Proposed use cases include at used car dealerships, fleet owners looking to monitor the quality of their fleet, and insurers who want to insure they aren’t insuring already damaged vehicles.
lightcast discovery | £1.1m
Another life science company, Lightcast Discovery’s product is a high-technology hardware platform that uses software generated light patterns to manipulate and order microdroplets, allowing for the easier isolation and engineering of cells or other reagents like cancer drugs.
Operating out of Cambridge’s renowned tech hub in the Silicon Fen, Lightcast is headquartered on the same road as the university’s computer labs. Whilst this funding round wasn’t announced to the press, in the company’s first filings of ownership several investment firms were already included, suggesting the company was founded by an eclectic consortium of investors, and already had significant technology in place.
The following funds are included:
evoluteiq | £800k
lake parime | £771k
Founded by Sath Ganesarajah, a former trader at Morgan Stanley, Credit Suisse and Citi, Lake Parime operates in the clean energy sector. Exactly what they do is hard to tell, but their marketing claims they will help decarbonise the electricity sector by tipping energy economics in favour of wind and solar energy. No small task.

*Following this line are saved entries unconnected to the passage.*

//! Node service account controls

use super::{ControlInfo, Profile, fixed, kinds, setting};
use crate::inputs::AccountInputs;
use conformance::resolver::Scope;
use conformance::{
    AttributeRule, Control, Expected, Predicate, Resolution, Result, RuleTable, Target,
};
use serde_json::{Value, json};

pub const SERVICE_ACCOUNT: ControlInfo = ControlInfo {
    id: "service_account",
    title: "Ensure GKE service account meets expectations",
    impact: 1.0,
    profile: Profile::Sa,
};

pub const PROJECT: ControlInfo = ControlInfo {
    id: "project",
    title: "Ensure GKE service account has appropriate roles on the project",
    impact: 1.0,
    profile: Profile::Sa,
};

pub const GCR_ROLE: ControlInfo = ControlInfo {
    id: "gcr_role",
    title: "Ensure GKE service account has role on backing storage for GCR repos",
    impact: 0.5,
    profile: Profile::Sa,
};

pub const GAR_ROLE: ControlInfo = ControlInfo {
    id: "gar_role",
    title: "Ensure GKE service account has role to access GAR repos",
    impact: 0.5,
    profile: Profile::Sa,
};

/// Project roles the node service account needs
pub const PROJECT_ROLES: [&str; 4] = [
    "roles/logging.logWriter",
    "roles/monitoring.metricWriter",
    "roles/monitoring.viewer",
    "roles/stackdriver.resourceMetadata.writer",
];

const GCR_READER: &str = "roles/storage.objectViewer";
const GAR_READER: &str = "roles/artifactregistry.reader";

fn entities(kind: &str, names: Vec<String>) -> Target {
    Target::Entities {
        kind: kind.to_string(),
        names,
    }
}

/// The account itself, addressed by its resource name
pub fn service_account(inputs: &AccountInputs) -> Control {
    log::debug!("Service account '{}' in {}", inputs.email, inputs.project_id);
    let rules = RuleTable::new(kinds::SERVICE_ACCOUNT)
        .rule(setting("name", "id"))
        .rule(setting("email", "email"))
        .rule(setting("display_name", "display_name"))
        .rule(setting("description", "description"));

    Control::new(
        SERVICE_ACCOUNT.id,
        SERVICE_ACCOUNT.title,
        SERVICE_ACCOUNT.impact,
        entities(kinds::SERVICE_ACCOUNT, vec![inputs.id.clone()]),
        rules,
    )
    .setting("id", json!(inputs.id))
    .setting("email", json!(inputs.email))
    .setting("display_name", json!(inputs.display_name))
    .setting("description", json!(inputs.description))
}

/// Project-level role bindings, one entity per role
pub fn project(inputs: &AccountInputs) -> Control {
    let rules = RuleTable::new(kinds::PROJECT_BINDING).rule(member_rule());

    Control::new(
        PROJECT.id,
        PROJECT.title,
        PROJECT.impact,
        entities(
            kinds::PROJECT_BINDING,
            PROJECT_ROLES.iter().map(ToString::to_string).collect(),
        ),
        rules,
    )
    .setting("member", json!(inputs.member))
}

/// Reader role on the buckets backing Container Registry repositories
pub fn gcr_role(inputs: &AccountInputs) -> Result<Control> {
    let rules = RuleTable::new(kinds::BUCKET_BINDING)
        .rule(fixed("role", GCR_READER))
        .rule(member_rule());

    Ok(Control::new(
        GCR_ROLE.id,
        GCR_ROLE.title,
        GCR_ROLE.impact,
        entities(kinds::BUCKET_BINDING, inputs.gcr_buckets()?),
        rules,
    )
    .skip_when(Predicate::Disabled("gcr"), "GCR access was not requested")
    .setting("member", json!(inputs.member)))
}

/// Reader role on Artifact Registry repositories
pub fn gar_role(inputs: &AccountInputs) -> Result<Control> {
    let rules = RuleTable::new(kinds::REPOSITORY_BINDING)
        .rule(fixed("role", GAR_READER))
        .rule(member_rule());

    Ok(Control::new(
        GAR_ROLE.id,
        GAR_ROLE.title,
        GAR_ROLE.impact,
        entities(kinds::REPOSITORY_BINDING, inputs.gar_repositories()?),
        rules,
    )
    .skip_when(Predicate::Disabled("gar"), "GAR access was not requested")
    .setting("member", json!(inputs.member)))
}

fn member_rule() -> AttributeRule {
    AttributeRule::always("members", Resolution::Derive(includes_member))
}

fn includes_member(scope: &Scope<'_>) -> Result<Expected> {
    let member = scope.require_str("member")?;
    Ok(Expected::Contains(Value::String(member.to_string())))
}

#[cfg(test)]
mod tests {
    use super::*;
    use crate::inputs::{DEFAULT_DESCRIPTION, DEFAULT_DISPLAY_NAME, names};
    use conformance::{
        CallPolicy, ControlStatus, Declaration, MemoryProvider, Observer, Registry, RunReport,
        Runner,
    };
    use std::sync::Arc;

    const MEMBER: &str = "serviceAccount:demo@my-project.iam.gserviceaccount.com";
    const EMAIL: &str = "demo@my-project.iam.gserviceaccount.com";

    fn declaration(repositories: &str) -> Declaration {
        declaration_with(repositories, &[])
    }

    fn declaration_with(repositories: &str, extra: &[(&str, Value)]) -> Declaration {
        let mut values = vec![
            (names::PROJECT_ID, json!("my-project")),
            (names::MEMBER, json!(MEMBER)),
            (
                names::ID,
                json!(format!("projects/my-project/serviceAccounts/{EMAIL}")),
            ),
            (names::EMAIL, json!(EMAIL)),
            (names::REPOSITORIES, json!(repositories)),
        ];
        values.extend(extra.iter().cloned());
        Declaration::from_values(values)
    }

    fn run(declaration: &Declaration, provider: MemoryProvider) -> RunReport {
        let inputs = AccountInputs::from_declaration(declaration).unwrap();
        let flags = inputs.flags().unwrap();
        let mut registry = Registry::new();
        registry
            .register_all([
                service_account(&inputs),
                project(&inputs),
                gcr_role(&inputs).unwrap(),
                gar_role(&inputs).unwrap(),
            ])
            .unwrap();
        let observer = Observer::new(Arc::new(provider), CallPolicy::default());
        Runner::new(declaration, &flags, observer)
            .run(&registry)
            .unwrap()
    }

    fn bindings(
        provider: MemoryProvider,
        kind: &str,
        names: &[&str],
        role: Option<&str>,
    ) -> MemoryProvider {
        names.iter().fold(provider, |provider, name| {
            let mut binding =
                json!({"name": name, "members": ["user:someone@example.com", MEMBER]});
            if let Some(role) = role {
                binding["role"] = json!(role);
            }
            provider.with(kind, binding)
        })
    }

    fn account_entity(display_name: &str, description: &str) -> Value {
        json!({
            "name": format!("projects/my-project/serviceAccounts/{EMAIL}"),
            "email": EMAIL,
            "display_name": display_name,
            "description": description
        })
    }

    #[test]
    fn test_account_conforms() {
        let provider = MemoryProvider::new().with(
            kinds::SERVICE_ACCOUNT,
            account_entity(DEFAULT_DISPLAY_NAME, DEFAULT_DESCRIPTION),
        );
        let provider = bindings(provider, kinds::PROJECT_BINDING, &PROJECT_ROLES, None);
        let report = run(&declaration("[]"), provider);

        let account = report.control("service_account").unwrap();
        assert_eq!(account.status, ControlStatus::Passed);
        assert_eq!(account.checks.len(), 5);

        let project = report.control("project").unwrap();
        assert_eq!(project.status, ControlStatus::Passed);
        assert_eq!(project.checks.len(), PROJECT_ROLES.len() * 2);
        assert_eq!(report.control("gcr_role").unwrap().status, ControlStatus::Skipped);
        assert_eq!(report.control("gar_role").unwrap().status, ControlStatus::Skipped);
    }

    #[test]
    fn test_declared_description() {
        let declaration = declaration_with(
            "[]",
            &[(names::DESCRIPTION, json!("Provisioned for unit tests"))],
        );

        let provider = MemoryProvider::new().with(
            kinds::SERVICE_ACCOUNT,
            account_entity(DEFAULT_DISPLAY_NAME, "Provisioned for unit tests"),
        );
        let report = run(&declaration, provider);
        assert_eq!(
            report.control("service_account").unwrap().status,
            ControlStatus::Passed
        );

        let provider = MemoryProvider::new().with(
            kinds::SERVICE_ACCOUNT,
            account_entity(DEFAULT_DISPLAY_NAME, DEFAULT_DESCRIPTION),
        );
        let report = run(&declaration, provider);
        let failed: Vec<_> = report
            .control("service_account")
            .unwrap()
            .failures()
            .map(|c| c.path.as_str())
            .collect();
        assert_eq!(failed, ["description"]);
    }

    #[test]
    fn test_missing_project_role_fails() {
        let provider = bindings(
            MemoryProvider::new(),
            kinds::PROJECT_BINDING,
            &PROJECT_ROLES[..3],
            None,
        );
        let report = run(&declaration("[]"), provider);
        let project = report.control("project").unwrap();
        let failed: Vec<_> = project
            .failures()
            .map(|c| (c.instance.as_str(), c.path.as_str()))
            .collect();
        assert_eq!(failed, [("roles/stackdriver.resourceMetadata.writer", "exists")]);
    }

    #[test]
    fn test_registry_roles() {
        let declaration = declaration(
            r#"["us.gcr.io/my-project", "us-west1-docker.pkg.dev/my-project/images"]"#,
        );
        let provider = bindings(
            MemoryProvider::new(),
            kinds::BUCKET_BINDING,
            &["us.artifacts.my-project.appspot.com"],
            Some(GCR_READER),
        );
        let provider = provider.with(
            kinds::REPOSITORY_BINDING,
            json!({
                "name": "projects/my-project/locations/us-west1/repositories/images",
                "role": GAR_READER,
                "members": ["user:someone@example.com"]
            }),
        );
        let report = run(&declaration, provider);
        assert_eq!(report.control("gcr_role").unwrap().status, ControlStatus::Passed);

        let gar = report.control("gar_role").unwrap();
        let failed: Vec<_> = gar.failures().map(|c| c.path.as_str()).collect();
        assert_eq!(failed, ["members"]);
    }
}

Their marketing also focuses on helping data centres run on clean energy. Data centres are increasingly highlighted as an energy hungry part of the global economy, with Lake Parime stating that by 2025 they will consume a fifth of the world’s electricity. That said, this article in Nature suggests that this figure is for the ICT sector as a whole, to which data centres contribute a small but significant part.
Company filings suggest this early round of £770k saw the company reach a valuation of nearly £6m. However, at this stage it is impossible to tell who invested, as the round wasn’t announced to the press.
collective | £377k
Perhaps the most interesting company on this list is the latest addition to the UK’s fast-growing insurtech sector: Collective. Designing insurance products for the self-employed, this company is attempting to provide big company benefits to those who work freelance. They bill themselves as a community of freelancers, which uses collective bargaining power to secure cost effective services for their members. These services include protection, benefits and perks, such as paid sick days, maternity cover, legal advice, and healthcare insurance.
Freelancers can join the community via a monthly subscription, which is presumably then pooled to provide benefits to those when they are needed, much like a traditional insurance house. Services are accessed via a mobile app.
Similarly to Lake Parime their funding round wasn’t announced to the press, so we cannot tell who made the investment. As of their latest shareholder register the company is still primarily owned by founder Anthony Beilin, former Global Head of Innovation at Aviva. Beilin left this role a month before founding collective. Given Aviva’s strong presence in the innovation and insurance markets, it could well be that the corporation has had a hand in the creation of Collective.